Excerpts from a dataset

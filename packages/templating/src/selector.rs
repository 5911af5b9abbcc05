//! Content Selectors
//!
//! Parses the `select` attribute of `<content>` slots into compound CSS
//! selectors and matches them against document elements. Supported:
//! element names, `.class`, `#id`, `[attr]`, `[attr=value]`, `:not(...)`
//! and comma-separated alternatives. Combinators are not supported.

use std::fmt;

use once_cell::sync::Lazy;
use regex::Regex;
use serde::{Deserialize, Serialize};

use crate::dom::{Document, NodeId};
use crate::error::{Result, TemplatingError};

static SELECTOR_REGEXP: Lazy<Regex> = Lazy::new(|| {
    Regex::new(r#"(\:not\()|(([\.\#]?)[-\w]+)|(?:\[([-.\w*\\$]+)(?:=(?:"([^"]*)"|'([^']*)'|([^\]]*)))?\])|(\))|(\s*,\s*)"#).unwrap()
});

/// Capture groups of `SELECTOR_REGEXP`
#[derive(Debug, Clone, Copy)]
enum SelectorRegexp {
    Not = 1,
    Tag = 2,
    Prefix = 3,
    Attribute = 4,
    AttributeValueDouble = 5,
    AttributeValueSingle = 6,
    AttributeValueUnquoted = 7,
    NotEnd = 8,
    Separator = 9,
}

/// One compound selector
#[derive(Debug, Clone, Default, PartialEq, Serialize, Deserialize)]
pub struct CssSelector {
    pub element: Option<String>,
    pub class_names: Vec<String>,
    /// Attribute name/value pairs; an empty value only tests presence
    pub attrs: Vec<(String, String)>,
    pub not_selectors: Vec<CssSelector>,
}

impl CssSelector {
    pub fn new() -> Self {
        CssSelector::default()
    }

    /// Parse a selector list. Each comma-separated alternative yields one entry.
    pub fn parse(selector: &str) -> Result<Vec<CssSelector>> {
        let invalid = |reason: &str| TemplatingError::InvalidSelector {
            selector: selector.to_string(),
            reason: reason.to_string(),
        };

        let mut results = Vec::new();
        let mut css_selector = CssSelector::new();
        let mut in_not = false;

        for cap in SELECTOR_REGEXP.captures_iter(selector) {
            if cap.get(SelectorRegexp::Not as usize).is_some() {
                if in_not {
                    return Err(invalid("Nesting :not in a selector is not allowed"));
                }
                in_not = true;
                css_selector.not_selectors.push(CssSelector::new());
            }

            let not_count = css_selector.not_selectors.len();
            let current = if in_not && not_count > 0 {
                &mut css_selector.not_selectors[not_count - 1]
            } else {
                &mut css_selector
            };

            if let Some(tag_match) = cap.get(SelectorRegexp::Tag as usize) {
                let tag = tag_match.as_str();
                let prefix = cap
                    .get(SelectorRegexp::Prefix as usize)
                    .map(|m| m.as_str())
                    .unwrap_or("");

                match prefix {
                    "#" => current.add_attribute("id", &tag[1..]),
                    "." => current.add_class_name(&tag[1..]),
                    _ => current.set_element(tag),
                }
            }

            if let Some(attr_match) = cap.get(SelectorRegexp::Attribute as usize) {
                let value = cap
                    .get(SelectorRegexp::AttributeValueDouble as usize)
                    .or_else(|| cap.get(SelectorRegexp::AttributeValueSingle as usize))
                    .or_else(|| cap.get(SelectorRegexp::AttributeValueUnquoted as usize))
                    .map(|m| m.as_str())
                    .unwrap_or("");

                let name = unescape_attribute(attr_match.as_str()).map_err(|e| invalid(&e))?;
                current.add_attribute(&name, value);
            }

            if cap.get(SelectorRegexp::NotEnd as usize).is_some() {
                in_not = false;
            }

            if cap.get(SelectorRegexp::Separator as usize).is_some() {
                if in_not {
                    return Err(invalid("Multiple selectors in :not are not supported"));
                }
                results.push(std::mem::take(&mut css_selector));
            }
        }

        results.push(css_selector);
        Ok(results)
    }

    pub fn set_element(&mut self, element: &str) {
        self.element = Some(element.to_ascii_lowercase());
    }

    pub fn add_attribute(&mut self, name: &str, value: &str) {
        self.attrs.push((name.to_ascii_lowercase(), value.to_lowercase()));
    }

    pub fn add_class_name(&mut self, name: &str) {
        self.class_names.push(name.to_lowercase());
    }

    /// True when the selector constrains nothing (e.g. `*`)
    pub fn is_universal(&self) -> bool {
        matches!(self.element.as_deref(), None | Some("*"))
            && self.class_names.is_empty()
            && self.attrs.is_empty()
            && self.not_selectors.is_empty()
    }

    /// Test an element against this compound selector.
    /// Only elements can match; text and comment nodes never do.
    pub fn matches(&self, document: &Document, node: NodeId) -> bool {
        let Some(tag) = document.tag_name(node) else {
            return false;
        };

        if let Some(element) = &self.element {
            if element != "*" && !element.eq_ignore_ascii_case(&tag) {
                return false;
            }
        }

        if !self.class_names.is_empty() {
            let classes: Vec<String> = document
                .class_list(node)
                .iter()
                .map(|c| c.to_lowercase())
                .collect();
            if !self.class_names.iter().all(|c| classes.contains(c)) {
                return false;
            }
        }

        for (name, value) in &self.attrs {
            match document.get_attribute(node, name) {
                None => return false,
                Some(actual) => {
                    if !value.is_empty() && actual.to_lowercase() != *value {
                        return false;
                    }
                }
            }
        }

        !self.not_selectors.iter().any(|not| not.matches(document, node))
    }
}

fn unescape_attribute(attr: &str) -> std::result::Result<String, String> {
    let mut result = String::new();
    let mut escaping = false;

    for ch in attr.chars() {
        if ch == '\\' {
            escaping = true;
            continue;
        }
        if ch == '$' && !escaping {
            return Err(format!(
                "Error in attribute selector \"{}\". Unescaped \"$\" is not supported. Please escape with \"\\$\".",
                attr
            ));
        }
        escaping = false;
        result.push(ch);
    }

    Ok(result)
}

impl fmt::Display for CssSelector {
    fn fmt(&self, f: &mut fmt::Formatter<'_>) -> fmt::Result {
        write!(f, "{}", self.element.as_deref().unwrap_or(""))?;

        for class_name in &self.class_names {
            write!(f, ".{}", class_name)?;
        }

        for (name, value) in &self.attrs {
            let name = name.replace('$', "\\$");
            if value.is_empty() {
                write!(f, "[{}]", name)?;
            } else {
                write!(f, "[{}={}]", name, value)?;
            }
        }

        for not_selector in &self.not_selectors {
            write!(f, ":not({})", not_selector)?;
        }

        Ok(())
    }
}

/// Comma-separated alternatives; matches when any alternative does
#[derive(Debug, Clone, Default, PartialEq)]
pub struct SelectorList {
    selectors: Vec<CssSelector>,
}

impl SelectorList {
    pub fn parse(selector: &str) -> Result<Self> {
        Ok(SelectorList {
            selectors: CssSelector::parse(selector)?,
        })
    }

    pub fn selectors(&self) -> &[CssSelector] {
        &self.selectors
    }

    pub fn matches(&self, document: &Document, node: NodeId) -> bool {
        self.selectors.iter().any(|s| s.matches(document, node))
    }
}

#[cfg(test)]
mod tests {
    use super::*;

    fn element(doc: &Document, tag: &str, attrs: &[(&str, &str)]) -> NodeId {
        let node = doc.create_element(tag);
        for (name, value) in attrs {
            doc.set_attribute(node, name, value);
        }
        node
    }

    #[test]
    fn test_parse_compound() {
        let parsed = CssSelector::parse("div.header[slot=top]:not(.hidden)").unwrap();
        assert_eq!(parsed.len(), 1);
        assert_eq!(parsed[0].element.as_deref(), Some("div"));
        assert_eq!(parsed[0].class_names, vec!["header"]);
        assert_eq!(parsed[0].attrs, vec![("slot".to_string(), "top".to_string())]);
        assert_eq!(parsed[0].not_selectors.len(), 1);
        assert_eq!(parsed[0].to_string(), "div.header[slot=top]:not(.hidden)");
    }

    #[test]
    fn test_parse_rejects_nested_not() {
        assert!(CssSelector::parse(":not(:not(.a))").is_err());
    }

    #[test]
    fn test_matches_elements() {
        let doc = Document::new();
        let header = element(&doc, "h1", &[("class", "title Big")]);
        let para = element(&doc, "p", &[("id", "intro")]);
        let text = doc.create_text("x");

        let list = SelectorList::parse("h1.big, #intro").unwrap();
        assert!(list.matches(&doc, header));
        assert!(list.matches(&doc, para));
        assert!(!list.matches(&doc, text));

        let not = SelectorList::parse("p:not(#intro)").unwrap();
        assert!(!not.matches(&doc, para));
    }
}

Exercise goal
In the records above, collect each line with "parsed".

Completed exercise
        let parsed = CssSelector::parse("div.header[slot=top]:not(.hidden)").unwrap();
        assert_eq!(parsed.len(), 1);
        assert_eq!(parsed[0].element.as_deref(), Some("div"));
        assert_eq!(parsed[0].class_names, vec!["header"]);
        assert_eq!(parsed[0].attrs, vec![("slot".to_string(), "top".to_string())]);
        assert_eq!(parsed[0].not_selectors.len(), 1);
        assert_eq!(parsed[0].to_string(), "div.header[slot=top]:not(.hidden)");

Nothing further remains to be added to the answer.